Nos isolados vales dos Pirineus Aragoneses, ninguém morre sozinho. Quando uma pessoa está à beira da morte, Ánchel coloca nas suas costas Armugan, e o leva para acompanhar os últimos suspiros do moribundo.
Filmado em preto e branco, o filme Armugan dedica a sua primeira parte à exposição desse peculiar costume desse povoado. Pouco se fala, e temos a impressão de que Armugan, que tem os pés deformados e não pode andar, é também mudo. Porém, ele consegue falar, e conta com uma ovelha como sua confidente.
Um pedido forasteiro
A segunda parte do filme traz um pedido de ajuda de uma mulher da cidade. Ela solicita que os dois ajudem-na a desligar os aparelhos que mantêm vivo o filho dela, uma criança que não consegue sair da cama. A mãe deseja terminar com o sofrimento dele, como ele também quer, segundo ela. Porém, Armugan é veemente contra, enquanto Ánchel concorda em deixar o menino morrer. Assim, surge a questão fundamental deste que é o quarto longa ficcional do diretor e roteirista Jo Sol, natural de Barcelona. Acima de tudo, uma questão filosófica, cujos argumentos opostos expõem os dois protagonistas.
Armugan, por causa de sua deformação, viveu num hospício, de onde poucos sobreviveram. Por isso, ele valoriza a vida, e agradece a sorte de vivê-la.

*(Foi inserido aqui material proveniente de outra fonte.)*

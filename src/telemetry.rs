//! Logging setup.
//!
//! Logs go to stderr so stdout stays machine-readable (`claim` prints a bare
//! `true`/`false`, `status` prints JSON).

use tracing_subscriber::EnvFilter;
use tracing_subscriber::fmt::format::FmtSpan;

/// Filter directives, e.g. `HANDSHAKE_LOG=handshake=debug`.
pub const LOG_ENV: &str = "HANDSHAKE_LOG";
/// Set to `json` for one JSON object per log line.
pub const LOG_FORMAT_ENV: &str = "HANDSHAKE_LOG_FORMAT";

const DEFAULT_FILTER: &str = "warn";

/// Install the global subscriber. Warns if one is already installed.
pub fn init() {
    let filter = EnvFilter::try_from_env(LOG_ENV).unwrap_or_else(|_| EnvFilter::new(DEFAULT_FILTER));
    let json = std::env::var(LOG_FORMAT_ENV).is_ok_and(|v| v.eq_ignore_ascii_case("json"));

    let builder = tracing_subscriber::fmt()
        .with_env_filter(filter)
        .with_writer(std::io::stderr)
        .with_span_events(FmtSpan::NONE);

    let result = if json {
        builder.json().with_current_span(true).try_init()
    } else {
        builder.with_target(false).try_init()
    };

    if let Err(e) = result {
        eprintln!("warning: logging already initialized: {e}");
    }
}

Segundo suas palavras: “Um dia iluminado, uma possibilidade remota, era o suficiente para amar a vida”. Para ilustrar esse pensamento, o diretor Jo Sol coloca imagens de pequenos insetos e de gotas pingando. Ou seja, apontando que mesmo o que parece insignificante merece ser apreciado, especialmente a vida, inclusive a de seres minúsculos.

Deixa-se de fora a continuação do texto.